22:19 La question la plus globale, c'est l'articulation entre le pouvoir politique, l'interdiction
22:23 d'un produit, on va l'appeler comme ça, avant qu'il soit utilisé. Parce que là,
22:27 j'ai l'impression qu'on fait la démarche inverse. C'est sorti et maintenant, on s'interroge
22:31 sur les dangers.
22:32 - Merci, merci pour cette question, Angelo, parfaitement formulée. C'est sorti, on s'interroge
22:39 sur les dangers. Qui veut répondre sur...
22:41 - Ce n'est pas nouveau.
22:42 - Rajah, Shatila.
22:43 - Oui, ce n'est pas nouveau. On s'est interrogé depuis les dangers depuis longtemps, depuis
22:48 effectivement que ces systèmes, et leurs prédécesseurs aussi d'ailleurs, qui étaient
22:52 moins performants, existent. Et c'est pour ça qu'on en arrive à une réglementation.
22:56 Ça prend du temps, tout ça.

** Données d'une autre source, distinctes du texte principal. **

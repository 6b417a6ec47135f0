//! Numeric controls.

/// Identifies a panel control.
#[derive(Debug, Clone, Copy, PartialEq, Eq, Hash)]
pub enum ControlId {
    /// Sprite frames per second.
    FramesPerSecond,
    /// Horizontal sprite offset.
    OffsetX,
}

impl ControlId {
    /// Label shown next to the control.
    #[must_use]
    pub const fn label(self) -> &'static str {
        match self {
            Self::FramesPerSecond => "framesPerSecond",
            Self::OffsetX => "offsetX",
        }
    }
}

/// A bounded numeric control with a fixed step.
#[derive(Debug, Clone, PartialEq)]
pub struct NumericControl {
    /// Which control this is.
    pub id: ControlId,
    /// Lower bound, inclusive.
    pub min: f32,
    /// Upper bound, inclusive.
    pub max: f32,
    /// Granularity. Values snap to `min + k * step`.
    pub step: f32,
    value: f32,
}

impl NumericControl {
    /// Creates a control. The initial value is clamped and snapped.
    #[must_use]
    pub fn new(id: ControlId, min: f32, max: f32, step: f32, value: f32) -> Self {
        let mut control = Self {
            id,
            min,
            max,
            step,
            value: min,
        };
        control.value = control.normalize(value);
        control
    }

    /// Current value.
    #[must_use]
    pub fn value(&self) -> f32 {
        self.value
    }

    /// Label shown next to the control.
    #[must_use]
    pub fn label(&self) -> &'static str {
        self.id.label()
    }

    /// Writes a user edit. Returns the stored value if it changed.
    pub fn set(&mut self, value: f32) -> Option<f32> {
        let value = self.normalize(value);
        if (value - self.value).abs() < f32::EPSILON {
            return None;
        }
        self.value = value;
        Some(value)
    }

    /// Mirrors a live backing field without snapping it.
    ///
    /// The sprite offset grows past the control's range during playback;
    /// the control shows it folded into range.
    pub fn listen(&mut self, live: f32) {
        let span = self.max - self.min;
        self.value = if span > 0.0 && (live < self.min || live > self.max) {
            self.min + (live - self.min).rem_euclid(span)
        } else {
            live
        };
    }

    fn normalize(&self, value: f32) -> f32 {
        let snapped = if self.step > 0.0 {
            self.min + ((value - self.min) / self.step).round() * self.step
        } else {
            value
        };
        snapped.clamp(self.min, self.max)
    }
}

#[cfg(test)]
mod tests {
    use super::*;

    #[test]
    fn test_set_clamps_to_range() {
        let mut fps = NumericControl::new(ControlId::FramesPerSecond, 1.0, 30.0, 1.0, 9.0);
        assert_eq!(fps.set(45.0), Some(30.0));
        assert_eq!(fps.set(-3.0), Some(1.0));
    }

    #[test]
    fn test_set_snaps_to_step() {
        let mut offset = NumericControl::new(ControlId::OffsetX, 0.0, 1.0, 0.25, 0.0);
        assert_eq!(offset.set(0.6), Some(0.5));
        assert_eq!(offset.set(0.55), None);
        assert_eq!(offset.set(0.9), Some(1.0));
    }

    #[test]
    fn test_listen_folds_unbounded_values() {
        let mut offset = NumericControl::new(ControlId::OffsetX, 0.0, 1.0, 0.25, 0.0);
        offset.listen(2.75);
        assert!((offset.value() - 0.75).abs() < 1e-6);
        offset.listen(0.5);
        assert_eq!(offset.value(), 0.5);
    }

    #[test]
    fn test_labels() {
        assert_eq!(ControlId::FramesPerSecond.label(), "framesPerSecond");
        assert_eq!(ControlId::OffsetX.label(), "offsetX");
    }
}
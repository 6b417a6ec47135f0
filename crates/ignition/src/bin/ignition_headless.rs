//! # IGNITION Headless
//!
//! Drives the full frame loop with no window and no GPU: loads the rocket
//! model on a worker thread, steps the animation at a fixed 60 Hz and logs
//! what a renderer would draw.
//!
//! ```bash
//! # Defaults: ./ignition.toml if present, 600 frames
//! ./ignition_headless
//!
//! # Explicit config and frame count, with per-frame logging
//! RUST_LOG=debug ./ignition_headless ignition.toml 120
//! ```

use std::env;
use std::error::Error;
use std::path::PathBuf;
use std::process::ExitCode;

use ignition::core::{FixedStepClock, ViewportUpdate};
use ignition::loader::spawn_model_loader;
use ignition::shared::IgnitionConfig;
use ignition::ui::ParamPanel;
use ignition::{CanvasSize, EventBus, FrameLoop, FrameRenderer, RenderView, StaticCanvas};
use tracing::{debug, error, info, warn};
use tracing_subscriber::{fmt, prelude::*, EnvFilter};

/// Config file read when no path is given.
const DEFAULT_CONFIG: &str = "ignition.toml";

/// Frames run when no count is given: ten seconds at 60 Hz.
const DEFAULT_FRAMES: u64 = 600;

/// Simulated frame rate.
const TICK_HZ: u32 = 60;

/// Directory asset paths are relative to, under the asset root.
const ASSET_DIR: &str = "assets";

/// Same lookup the Bevy client uses: `BEVY_ASSET_ROOT`, then the package
/// directory under `cargo run`, then the working directory.
fn asset_root() -> PathBuf {
    env::var_os("BEVY_ASSET_ROOT")
        .or_else(|| env::var_os("CARGO_MANIFEST_DIR"))
        .map_or_else(PathBuf::new, PathBuf::from)
        .join(ASSET_DIR)
}

/// Renderer that logs instead of drawing.
struct LogRenderer {
    every: u64,
}

impl FrameRenderer for LogRenderer {
    fn resize(&mut self, update: &ViewportUpdate) {
        info!(
            "Surface {}x{} -> buffer {}x{}",
            update.width, update.height, update.physical_width, update.physical_height
        );
    }

    fn render(&mut self, view: &RenderView<'_>) -> Result<(), String> {
        if view.frame % self.every != 0 {
            return Ok(());
        }
        debug!(
            "frame {:>5} | rocket {} parts, rot {:.3} | flame x {:.2} | stars y {:.3} | eye ({:.2}, {:.2}, {:.2})",
            view.frame,
            view.scene.rocket.parts().len(),
            view.advance.rotation_y,
            view.scene.flame.window.offset.x,
            view.scene.starfield.window.offset.y,
            view.camera.position.x,
            view.camera.position.y,
            view.camera.position.z,
        );
        Ok(())
    }
}

fn run() -> Result<(), Box<dyn Error>> {
    let mut args = env::args().skip(1);
    let config_path = args.next().unwrap_or_else(|| DEFAULT_CONFIG.to_owned());
    let frames = match args.next() {
        Some(count) => count.parse::<u64>()?,
        None => DEFAULT_FRAMES,
    };

    let config = IgnitionConfig::load_or_default(&config_path)?;

    let bus = EventBus::default();
    let model_path = asset_root().join(&config.assets.model);
    let loader = spawn_model_loader(model_path, bus.sender())?;

    let canvas = StaticCanvas {
        selector: config.viewport.canvas_selector.clone(),
        size: CanvasSize {
            width: config.viewport.width,
            height: config.viewport.height,
            device_pixel_ratio: 1.0,
        },
    };
    let mut panel = ParamPanel::new(&config.flame);

    let mut frame_loop = FrameLoop::start(
        config,
        &canvas,
        LogRenderer {
            every: u64::from(TICK_HZ),
        },
        Box::new(FixedStepClock::from_hz(TICK_HZ)),
        bus.receiver(),
    )?;

    let ran = frame_loop.run_frames(frames)?;

    if loader.join().is_err() {
        warn!("Model loader thread panicked");
    }
    if let Some(err) = frame_loop.scene_error() {
        warn!("Scene incomplete: {}", err);
    }

    panel.sync(frame_loop.animation());
    for control in panel.controls() {
        info!("{} = {}", control.label(), control.value());
    }
    info!(
        "Ran {} frames, rocket parts attached: {}",
        ran,
        frame_loop.scene().rocket.parts().len()
    );
    frame_loop.stats().log_summary();
    Ok(())
}

fn main() -> ExitCode {
    tracing_subscriber::registry()
        .with(fmt::layer())
        .with(EnvFilter::try_from_default_env().unwrap_or_else(|_| EnvFilter::new("info")))
        .init();

    info!("IGNITION headless v{}", env!("CARGO_PKG_VERSION"));

    match run() {
        Ok(()) => ExitCode::SUCCESS,
        Err(err) => {
            error!("{}", err);
            ExitCode::FAILURE
        }
    }
}
impl<M> ModelNode<M> {
    /// A node at the identity transform.
    #[must_use]
    pub fn new(name: impl Into<String>, mesh: Option<M>) -> Self {
        Self {
            name: name.into(),
            mesh,
            transform: NodeTransform::IDENTITY,
        }
    }

    /// Same node placed at `transform`.
    #[must_use]
    pub fn with_transform(self, transform: NodeTransform) -> Self {
        Self { transform, ..self }
    }
}

/// Top-level nodes of a loaded model, in file order.
#[derive(Debug, Clone, PartialEq)]
pub struct LoadedModel<M> {
    /// The nodes.
    pub nodes: Vec<ModelNode<M>>,
}

impl<M> LoadedModel<M> {
    /// Wraps a node list.
    #[must_use]
    pub fn new(nodes: Vec<ModelNode<M>>) -> Self {
        Self { nodes }
    }

    /// First node with exactly this name that carries a mesh.
    #[must_use]
    pub fn find_node(&self, name: &str) -> Option<&ModelNode<M>> {
        self.nodes
            .iter()
            .find(|node| node.name == name && node.mesh.is_some())
    }

    /// Mesh of [`LoadedModel::find_node`].
    #[must_use]
    pub fn find_mesh(&self, name: &str) -> Option<&M> {
        self.find_node(name).and_then(|node| node.mesh.as_ref())
    }
}

/// The named rocket parts.
#[derive(Debug, Clone, Copy, PartialEq, Eq, Hash)]
pub enum RocketPart {
    /// Hull.
    Body,
    /// Fins.
    Wings,
    /// Engine skirt.
    Bottom,
    /// Porthole glass.
    WindowGlass,
    /// Porthole rim.
    WindowFrame,
}

impl RocketPart {
    /// All parts, in attach order.
    pub const ALL: [Self; 5] = [
        Self::Body,
        Self::Wings,
        Self::Bottom,
        Self::WindowGlass,
        Self::WindowFrame,
    ];

    /// Node name in the model file.
    #[must_use]
    pub const fn node_name(self) -> &'static str {
        ROCKET_PART_NAMES[self.index()]
    }

    const fn index(self) -> usize {
        match self {
            Self::Body => 0,
            Self::Wings => 1,
            Self::Bottom => 2,
            Self::WindowGlass => 3,
            Self::WindowFrame => 4,
        }
    }
}

/// The five part slots after lookup. Missing names stay empty.
#[derive(Debug, Clone, PartialEq)]
pub struct RocketMeshes<M> {
    slots: [Option<(M, NodeTransform)>; 5],
}

impl<M: Clone> RocketMeshes<M> {
    /// Looks each part up by exact name among the model's top-level nodes.
    #[must_use]
    pub fn locate(model: &LoadedModel<M>) -> Self {
        Self {
            slots: RocketPart::ALL.map(|part| {
                model
                    .find_node(part.node_name())
                    .and_then(|node| Some((node.mesh.clone()?, node.transform)))
            }),
        }
    }
}

impl<M> RocketMeshes<M> {
    /// Mesh for a part, if the model had it.
    #[must_use]
    pub fn get(&self, part: RocketPart) -> Option<&M> {
        self.slots[part.index()].as_ref().map(|(mesh, _)| mesh)
    }

    /// Authored placement of a part, if the model had it.
    #[must_use]
    pub fn transform(&self, part: RocketPart) -> Option<NodeTransform> {
        self.slots[part.index()].as_ref().map(|(_, transform)| *transform)
    }

    /// Number of parts found.
    #[must_use]
    pub fn found_count(&self) -> usize {
        self.slots.iter().flatten().count()
    }
}

// =============================================================================
// MATERIALS
// =============================================================================

/// Surface description for a lit mesh.
#[derive(Debug, Clone, Copy, PartialEq)]
pub struct MaterialSpec {
    /// Base colour.
    pub color: Rgb,
    /// Perceptual roughness.
    pub roughness: f32,
}

impl MaterialSpec {
    /// Default roughness of a standard material.
    pub const DEFAULT_ROUGHNESS: f32 = 1.0;

    /// White hull paint.
    #[must_use]
    pub fn hull() -> Self {
        Self {
            color: Rgb::from_hex(HULL_WHITE),
            roughness: Self::DEFAULT_ROUGHNESS,
        }
    }

    /// Red trim, slightly glossy.
    #[must_use]
    pub fn trim() -> Self {
        Self {
            color: Rgb::from_hex(TRIM_RED),
            roughness: 0.5,
        }
    }

    /// Dark violet window glass.
    #[must_use]
    pub fn glass() -> Self {
        Self {
            color: Rgb::from_hex(GLASS_VIOLET),
            roughness: Self::DEFAULT_ROUGHNESS,
        }
    }
}

/// Material writes in the order they are made. Wings are painted twice;
/// the second coat wins.
fn paint_order() -> [(RocketPart, MaterialSpec); 6] {
    [
        (RocketPart::Wings, MaterialSpec::hull()),
        (RocketPart::Body, MaterialSpec::hull()),
        (RocketPart::Bottom, MaterialSpec::trim()),
        (RocketPart::WindowGlass, MaterialSpec::glass()),
        (RocketPart::WindowFrame, MaterialSpec::trim()),
        (RocketPart::Wings, MaterialSpec::trim()),
    ]
}

// =============================================================================
// ROCKET GROUP
// =============================================================================

/// A rocket mesh attached to the group.
#[derive(Debug, Clone, PartialEq)]
pub struct AttachedPart<M> {
    /// Which part.
    pub part: RocketPart,
    /// Mesh handle.
    pub mesh: M,
    /// Placement inside the group, as authored in the model.
    pub transform: NodeTransform,
    /// Assigned material, once painted.
    pub material: Option<MaterialSpec>,
}

/// The spinning group holding the rocket meshes.
///
/// Empty until a model arrives. Renders fine empty.
#[derive(Debug, Clone, PartialEq)]
pub struct RocketGroup<M> {
    parts: Vec<AttachedPart<M>>,
    /// Uniform scale.
    pub scale: f32,
    /// Group position.
    pub position: Vec3,
    /// Spin around +Y in radians.
    pub rotation_y: f32,
}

Le temps de la réflexion éthique et le temps de la réglementation
23:01 n'est pas le temps de l'industrie. Donc pendant ce temps-là, c'était le Far West. Et c'est
23:07 toujours le Far West. Et c'est pour ça qu'il y a cette réaction-là. Donc, ce n'est pas
23:10 nouveau. Mais effectivement, pour n'importe quel produit, il y a des démarches de certification.
23:16 On ne met pas sur le marché quelque chose qui n'a pas été certifié, qui n'a pas
23:20 été marqué par NF ou CE. Et ici, rien. Et c'est pour ça que justement, on travaille
23:26 sur ça. Alors, il se trouve que Chadjipiti et ses systèmes sont arrivés très, très,
23:31 très vite. Et ils ont abondamment, disons, occupé la place. Et maintenant, on en parle
23:38 pratiquement, on en parle uniquement d'eux. Mais la réflexion n'est pas nouvelle. Il
23:43 y a un autre point sur l'usage, parce que je voudrais juste répondre à lui quand même.
23:47 Il a raison de l'utiliser. Je l'utilise aussi. Mais je l'utilise en connaissance
23:51 de cause, comme il le fait. Parce qu'effectivement, je vais chercher des informations et je sais
23:55 distinguer le vrai et le faux. Et je sais dans quel contexte exact je l'utilise. Et
24:01 justement, c'est ça le problème. Le problème, c'est qu'on a quelque chose qui est plus
24:04 utilisable pour tout. Et donc, on peut l'utiliser pour tout.
24:08 Laurence de Villers, réponse à nos auditeurs.
24:12 Oui, pour l'école, moi aussi, j'ai dit qu'il fallait absolument l'utiliser parce
24:16 qu'à l'heure actuelle, il est important de montrer les dérives de ces systèmes en
24:22 raisonnant sur les réponses qu'ils peuvent donner. Maintenant, demain, est-ce qu'on
24:26 va désapprendre ? Si ces outils étaient utilisés à l'école, est-ce que c'est
24:29 désapprendre l'orthographe ? Vous avez une prothèse qui fournit du langage. Donc
24:33 ça, c'est une question de fond. La deuxième chose sur la normalisation,
24:38 c'est la normalisation qui se passe sur l'Europe. C'est mettre ensemble des industriels,
24:45 des chercheurs, des politiques pour essayer de comprendre, en étant indépendant de
24:50 la politique qui décide, pour essayer de mettre en œuvre des mesures et des méthodologies
24:56 pour pouvoir non seulement certifier à la sortie, mais certifier sur les usages. Et
25:01 donc, c'est important de comprendre qu'il y a trois piliers qu'il va falloir absolument
25:04 comprendre. La loi, les normes qui sont faites avec les entreprises et les règles éthiques.
25:09 Et sur ces dimensions éthiques dont Rajah a parlé, nous avons des groupes de réflexion
25:14 de normalisation sur ces dimensions également, dans l'idée de comprendre les valeurs essentielles
25:18 qu'il faut donner aux concepteurs et que les gouvernements doivent apprendre aussi.
25:22 Je pense qu'on manque de scientifiques dans tous ces gouvernements.
25:25 Le message est passé. Merci à tous les trois, Laurence Devillers, Rajah Chattila et Clément Delangue,
25:30 qui restaient réveillés très tard pour parler ce matin sur France Inter.